The article suggests that the best two options are to either have a bilingual doctor or to hire a professional interpreter. There is then dialogue that speaks of surveys conducted 2004 and 2010, each of them including about 700 U.S. pediatricians who saw patients with limited English proficiency.
The surveys asked doctors how they communicated with their patients: via bilingual family members, staff, a formal interpreter or educational materials written in patients' primary language. The results were as follows, “Most pediatricians said they used a bilingual family member, although the proportion reporting that technique fell from 70 percent to 57 percent between 2004 and 2010. The proportion of doctors using formal interpreters grew from 50 percent to 56 percent over the same period.” They speak about how when miscommunication in diagnosis occurs, treatment may be delayed or expensive tests may be ordered when they are not necessary.
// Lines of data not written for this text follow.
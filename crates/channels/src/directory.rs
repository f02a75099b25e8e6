use std::collections::{BTreeMap, HashMap};

use {
    anyhow::{Result, anyhow},
    async_trait::async_trait,
};

/// A resolved chat member.
#[derive(Debug, Clone, PartialEq, Eq)]
pub struct Member {
    pub id: String,
    pub display_name: String,
}

/// Looks up members of the guild/workspace a channel belongs to. Each
/// platform binding implements this.
#[async_trait]
pub trait MemberDirectory: Send + Sync {
    /// Directory identifier (e.g. "discord", "static").
    fn id(&self) -> &str;

    /// Resolve a user id to a member. Errors mean "not a member" or a
    /// failed lookup; callers treat both as unresolved.
    async fn resolve(&self, user_id: &str) -> Result<Member>;
}

/// Directory backed by a fixed id → display name table, e.g. the
/// `[members]` config section.
#[derive(Debug, Clone, Default)]
pub struct StaticDirectory {
    members: HashMap<String, String>,
}

impl StaticDirectory {
    pub fn new() -> Self {
        Self::default()
    }

    pub fn with_member(mut self, id: impl Into<String>, display_name: impl Into<String>) -> Self {
        self.members.insert(id.into(), display_name.into());
        self
    }
}

impl From<BTreeMap<String, String>> for StaticDirectory {
    fn from(members: BTreeMap<String, String>) -> Self {
        Self {
            members: members.into_iter().collect(),
        }
    }
}

#[async_trait]
impl MemberDirectory for StaticDirectory {
    fn id(&self) -> &str {
        "static"
    }

    async fn resolve(&self, user_id: &str) -> Result<Member> {
        let display_name = self
            .members
            .get(user_id)
            .ok_or_else(|| anyhow!("unknown member {user_id}"))?;
        Ok(Member {
            id: user_id.to_string(),
            display_name: display_name.clone(),
        })
    }
}

#[cfg(test)]
mod tests {
    use super::*;

    #[tokio::test]
    async fn static_directory_resolves_known_ids() {
        let dir = StaticDirectory::new().with_member("1", "Aria");
        assert_eq!(dir.resolve("1").await.unwrap(), Member {
            id: "1".into(),
            display_name: "Aria".into(),
        });
        assert!(dir.resolve("2").await.is_err());
    }

    #[tokio::test]
    async fn builds_from_config_table() {
        let table = BTreeMap::from([("1".to_string(), "Aria".to_string())]);
        let dir = StaticDirectory::from(table);
        assert_eq!(dir.id(), "static");
        assert_eq!(dir.resolve("1").await.unwrap().display_name, "Aria");
    }
}
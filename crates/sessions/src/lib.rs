//! Active loot sessions keyed by chat channel.
//!
//! The whole store is persisted as one JSON snapshot: an array of
//! `[channelKey, session]` pairs, rewritten atomically after each mutation.

pub mod key;
pub mod persist;
pub mod store;

pub use {
    key::ChannelKey,
    persist::{JsonFileStore, SessionPersistence},
    store::SessionStore,
};
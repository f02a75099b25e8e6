use std::{
    fs,
    io::Write,
    path::PathBuf,
};

use {
    anyhow::{Context, Result},
    lootsplit_ledger::Session,
    serde_json::Value,
    tracing::{debug, info, warn},
};

use crate::{key::ChannelKey, store::SessionStore};

/// Load/save contract for the whole session store.
///
/// `load` runs once at startup; `save` runs after every successful
/// mutation and must never leave a half-written snapshot behind.
pub trait SessionPersistence: Send + Sync {
    fn load(&self) -> Result<SessionStore>;
    fn save(&self, store: &SessionStore) -> Result<()>;
}

/// JSON snapshot file, e.g. `~/.lootsplit/sessions.json`.
#[derive(Debug, Clone)]
pub struct JsonFileStore {
    path: PathBuf,
}

impl JsonFileStore {
    pub fn new(path: impl Into<PathBuf>) -> Self {
        Self { path: path.into() }
    }

    fn temp_path(&self) -> PathBuf {
        let mut name = self
            .path
            .file_name()
            .map(|n| n.to_os_string())
            .unwrap_or_else(|| "sessions.json".into());
        name.push(".tmp");
        self.path.with_file_name(name)
    }
}

/// Decode each record on its own so one malformed session does not take
/// the rest of the snapshot down with it.
fn decode_records(records: Vec<(ChannelKey, Value)>) -> Vec<(ChannelKey, Session)> {
    records
        .into_iter()
        .filter_map(|(key, record)| match serde_json::from_value(record) {
            Ok(session) => Some((key, session)),
            Err(e) => {
                warn!(channel = %key, error = %e, "skipping unreadable persisted session");
                None
            },
        })
        .collect()
}

impl SessionPersistence for JsonFileStore {
    fn load(&self) -> Result<SessionStore> {
        if !self.path.exists() {
            debug!(path = %self.path.display(), "no session snapshot, starting empty");
            return Ok(SessionStore::new());
        }
        let data = fs::read_to_string(&self.path)
            .with_context(|| format!("failed to read {}", self.path.display()))?;
        if data.trim().is_empty() {
            return Ok(SessionStore::new());
        }
        let records: Vec<(ChannelKey, Value)> = serde_json::from_str(&data)
            .with_context(|| format!("failed to parse {}", self.path.display()))?;
        let store = SessionStore::from_snapshot(decode_records(records));
        info!(count = store.len(), path = %self.path.display(), "loaded active sessions");
        Ok(store)
    }

    fn save(&self, store: &SessionStore) -> Result<()> {
        if let Some(parent) = self.path.parent()
            && !parent.as_os_str().is_empty()
        {
            fs::create_dir_all(parent)?;
        }
        let data = serde_json::to_string_pretty(&store.snapshot())?;

        // Write beside the target and rename over it so a crash mid-write
        // leaves the previous snapshot intact.
        let tmp = self.temp_path();
        {
            let mut file = fs::File::create(&tmp)
                .with_context(|| format!("failed to create {}", tmp.display()))?;
            file.write_all(data.as_bytes())?;
            file.sync_all()?;
        }
        fs::rename(&tmp, &self.path).with_context(|| {
            format!("failed to move {} into place", self.path.display())
        })?;
        debug!(count = store.len(), path = %self.path.display(), "saved sessions");
        Ok(())
    }
}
The study showed how more pediatricians are using interpreters now but the issue is that they are struggling to keep up with the increased demand. Another interesting tidbit is that the doctors in the study were twice as likely to use a formal interpreter in states where Medicaid reimburses for those services as in states without coverage. The fact that more than 25 million people in the U.S. do not speak English "very well," and would benefit from an interpreter in the doctor's office says a lot about where the healthcare and language industry together are heading!
This increase in cultural and linguistic diversity necessitates competent bilingual staff members taking on additional roles or forming partnerships with language companies to provide services for these non-English speaking individuals.